Uma equipe de físicos da Universidade Rice, nos EUA, e da Universidade de Tecnologia de Viena (TU Wien), na Áustria, reúne seu pessoal há mais de 15 anos para descobrir um dilema quântico.

O estudo fez a incrível descoberta do emaranhamento quântico entre “bilhões e bilhões” de elétrons em uma questão quântica crítica – ou um “metal estranho”.

O estudo foi publicado na revista Science.

Pesquisa de quinze anos

A pesquisa estudou o comportamento eletrônico e magnético de um composto de “metal estranho” de itérbio, ródio e silício, à medida que se aproximava e passava por uma transição crítica na fronteira entre duas fases quânticas.

Junichiro Kono (à esquerda) e Qimiao Si no laboratório da Universidade Rice em dezembro de 2019, Foto: Jeff Fitlow / Universidade Rice

Este estudo oferece as evidências fortes e diretas até o momento sobre o papel do envolvimento na criação da criticidade quântica, observou o físico teórico da Universidade Rice e co-autor do estudo, Qimiao Si.

Si afirmou: “Quando pensamos em entrelaçamento quântico, pensamos em pequenas coisas”.

Ele continuou: “Não o associamos a objetos macroscópicos. Mas, em um ponto crítico quântico, as coisas são tão coletivas que temos a chance de ver os efeitos do emaranhamento, mesmo em um filme metálico que contém bilhões e bilhões de mecanismos quânticos”.
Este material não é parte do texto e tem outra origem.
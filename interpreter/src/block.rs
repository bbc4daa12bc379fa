use std::cell::RefCell;
use std::collections::{HashMap, HashSet};
use std::rc::Rc;

use docmerge::document::{Document, NodeId, names};
use docmerge::field::FieldRef;
use tracing::trace;

use crate::environment::Environment;
use crate::error::{DiagnosticError, TemplateError};
use crate::handler::HandlerRegistry;
use crate::processor;

/// Which structure a pair of directive fields spans.
#[derive(Debug, Clone, Copy, PartialEq, Eq)]
pub enum BlockKind {
    /// `@name:start` .. `@name:end`, bounded by the surrounding paragraphs.
    Image,
    /// Start and end sit in different table rows.
    Row,
    /// Start and end sit in different paragraphs.
    Paragraph,
    /// Start and end share one paragraph.
    InlineParagraph,
}

/// Reference counts for the rows and paragraphs that blocks built from one
/// scan use as boundaries.
///
/// Two blocks abutting in one paragraph both hold it; it is only detached
/// once the last of them is replaced. Paragraphs that also carry an inline
/// or image block are pinned and never detached.
#[derive(Debug, Default)]
pub struct Boundaries {
    references: RefCell<HashMap<NodeId, usize>>,
    pinned: RefCell<HashSet<NodeId>>,
}

impl Boundaries {
    pub fn new() -> Rc<Self> {
        Rc::new(Boundaries::default())
    }

    fn is_pinned(&self, node: NodeId) -> bool {
        self.pinned.borrow().contains(&node)
    }

    fn add(&self, node: NodeId) {
        *self.references.borrow_mut().entry(node).or_insert(0) += 1;
    }

    fn pin(&self, node: NodeId) {
        self.pinned.borrow_mut().insert(node);
    }

    /// Drop one reference. True when the node is now free to detach.
    fn release(&self, node: NodeId) -> bool {
        let mut references = self.references.borrow_mut();
        let remaining = references.get(&node).copied().unwrap_or(0).saturating_sub(1);
        references.insert(node, remaining);
        remaining == 0 && !self.is_pinned(node)
    }
}

/// The span of the document between a start and an end field.
#[derive(Debug)]
pub struct Block {
    kind: BlockKind,
    start_field: FieldRef,
    end_field: FieldRef,
    start_node: NodeId,
    end_node: NodeId,
    body: Vec<NodeId>,
    boundaries: Rc<Boundaries>,
}

impl Block {
    /// Resolve the block spanned by two fields. The first kind whose shape
    /// fits wins. Row, paragraph and inline boundaries must be siblings with
    /// the end following the start.
    pub fn enclosed_by(
        document: &Document,
        start_field: FieldRef,
        end_field: FieldRef,
        boundaries: &Rc<Boundaries>,
    ) -> Result<Block, TemplateError> {
        let unresolvable = || TemplateError::UnresolvableBlock {
            start: start_field.expression().to_string(),
            end: end_field.expression().to_string(),
        };
        let (kind, start_node, end_node) =
            resolve(document, &start_field, &end_field).ok_or_else(unresolvable)?;
        let body = match body_between(document, start_node, end_node) {
            Some(body) => body,
            None if kind == BlockKind::Image => Vec::new(),
            None => return Err(unresolvable()),
        };

        trace!(
            start = start_field.expression(),
            end = end_field.expression(),
            ?kind,
            "block resolved"
        );

        start_field.add_block_reference();
        end_field.add_block_reference();
        match kind {
            BlockKind::Row | BlockKind::Paragraph => {
                boundaries.add(start_node);
                boundaries.add(end_node);
            }
            BlockKind::InlineParagraph | BlockKind::Image => {
                for field in [&start_field, &end_field] {
                    if let Some(paragraph) = field.ancestor(document, names::PARAGRAPH) {
                        boundaries.pin(paragraph);
                    }
                }
            }
        }

        Ok(Block {
            kind,
            start_field,
            end_field,
            start_node,
            end_node,
            body,
            boundaries: Rc::clone(boundaries),
        })
    }

    pub fn kind(&self) -> BlockKind {
        self.kind
    }

    pub fn start_field(&self) -> &FieldRef {
        &self.start_field
    }

    pub fn end_field(&self) -> &FieldRef {
        &self.end_field
    }

    /// Element siblings strictly between the boundary nodes.
    pub fn body(&self) -> &[NodeId] {
        &self.body
    }

    /// Start boundary, body and end boundary, without repeating a boundary
    /// shared by both ends.
    pub fn nodes(&self) -> Vec<NodeId> {
        let mut nodes = vec![self.start_node];
        nodes.extend_from_slice(&self.body);
        if self.end_node != self.start_node {
            nodes.push(self.end_node);
        }
        nodes
    }

    /// Expand a fresh copy of the body against `env` and return the
    /// resulting detached nodes.
    pub fn process(
        &self,
        document: &mut Document,
        env: &mut Environment,
        registry: &HandlerRegistry,
    ) -> Result<Vec<NodeId>, DiagnosticError> {
        let container = document.create_element("docmerge:block");
        for node in &self.body {
            let copy = document.deep_copy(*node);
            document.append_child(container, copy);
        }

        processor::run(document, container, env, registry)?;

        let nodes = document.children(container).to_vec();
        for node in &nodes {
            document.detach(*node);
        }
        Ok(nodes)
    }

    /// Put `content` in place of the block and drop the boundaries no other
    /// block still refers to. Image blocks keep their body and boundaries and
    /// only lose the field markers.
    pub fn replace(&self, document: &mut Document, content: &[NodeId]) {
        let mut anchor = self.start_node;
        for node in content {
            document.insert_after(anchor, *node);
            anchor = *node;
        }

        if self.kind != BlockKind::Image {
            for node in &self.body {
                document.detach(*node);
            }
        }

        self.remove_boundary(document, &self.start_field, self.start_node);
        self.remove_boundary(document, &self.end_field, self.end_node);
    }

    fn remove_boundary(&self, document: &mut Document, field: &FieldRef, node: NodeId) {
        let field_released = field.release_block_reference();
        if matches!(self.kind, BlockKind::Row | BlockKind::Paragraph)
            && self.boundaries.release(node)
        {
            document.detach(node);
        } else if field_released {
            field.remove(document);
        } else {
            trace!(field = field.expression(), "boundary still shared, kept");
        }
    }
}

fn resolve(
    document: &Document,
    start: &FieldRef,
    end: &FieldRef,
) -> Option<(BlockKind, NodeId, NodeId)> {
    let start_paragraph = start.ancestor(document, names::PARAGRAPH);
    let end_paragraph = end.ancestor(document, names::PARAGRAPH);

    if start.expression().starts_with('@') {
        return Some((
            BlockKind::Image,
            start_paragraph.unwrap_or_else(|| start.start_node()),
            end_paragraph.unwrap_or_else(|| end.end_node()),
        ));
    }

    let start_row = start.ancestor(document, names::TABLE_ROW);
    let end_row = end.ancestor(document, names::TABLE_ROW);
    if let (Some(s), Some(e)) = (start_row, end_row) {
        if s != e && document.parent(s) == document.parent(e) {
            return Some((BlockKind::Row, s, e));
        }
    }

    match (start_paragraph, end_paragraph) {
        (Some(s), Some(e)) if s != e && document.parent(s) == document.parent(e) => {
            Some((BlockKind::Paragraph, s, e))
        }
        (Some(s), Some(e)) if s == e => Some((
            BlockKind::InlineParagraph,
            start.end_node(),
            end.start_node(),
        )),
        _ => None,
    }
}

/// Element siblings after `start` up to, not including, `end`. Empty when
/// the two are the same node, `None` when `end` is not a later sibling.
fn body_between(document: &Document, start: NodeId, end: NodeId) -> Option<Vec<NodeId>> {
    let mut body = Vec::new();
    if start == end {
        return Some(body);
    }
    let mut cursor = start;
    while let Some(next) = document.next_element_sibling(cursor) {
        if next == end {
            return Some(body);
        }
        body.push(next);
        cursor = next;
    }
    None
}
Os pesquisadores da Universidade Rice trabalharam ao lado de cientistas da TU Wien para superar vários desafios que o estudo trouxe.

Os pesquisadores da TU Wien desenvolveram uma técnica que envolvia síntese de materiais altamente complexos para criar filmes incrivelmente puros que contêm uma parte de itérbio para cada duas partes de ródio e silício.

Os pesquisadores da Universidade Rice realizaram experimentos de espectroscopia terahertz nesses filmes a temperaturas incrivelmente baixas de até 1,4 Kelvin. Isso significa -271 graus Celsius.

Ex-aluno da Universidade Rice, Xinwei Li, em 2016, com o espectrômetro terahertz que mais tarde usou para medir o emaranhamento nos elétrons de condução que fluem através de um composto de “metal estranho” de itérbio, ródio e silício, Foto: Jeff Fitlow / Universidade Rice

Junichiro Kono, estudante de pós-graduação da Universidade Rice e co-autor do artigo, comentou que “menos de 0,1% da radiação total em terahertz foi transmitida e o sinal, que era a variação da condutividade em função da frequência, foi mais algumas porcentagens”

Kono continuou “Levou muitas horas para obter dados confiáveis em cada temperatura para obter a média de muitas e muitas medições, e foi necessário coletar dados de muitas e muitas temperaturas para provar a existência de escala”.

Foi necessária muita paciência e precisão para este estudo, mas o resultado é impressionante.

Física Silke Bühler-Paschen, da Universidade de Tecnologia de Viena, Foto: Luisa Puiu / TU Wien

Como Si explicou, “o entrelaçamento quântico é a base para o armazenamento e processamento de informações quânticas”.

“Ao mesmo tempo, acredita-se que a criticidade quântica conduz a supercondutividade em alta temperatura. Portanto, nossas descobertas sugerem que a mesma física subjacente – criticidade quântica – pode levar a uma plataforma para informações quânticas e supercondutividade em alta temperatura. Quando alguém contempla essa possibilidade , não se pode deixar de se maravilhar com a maravilha da natureza.” Conclui.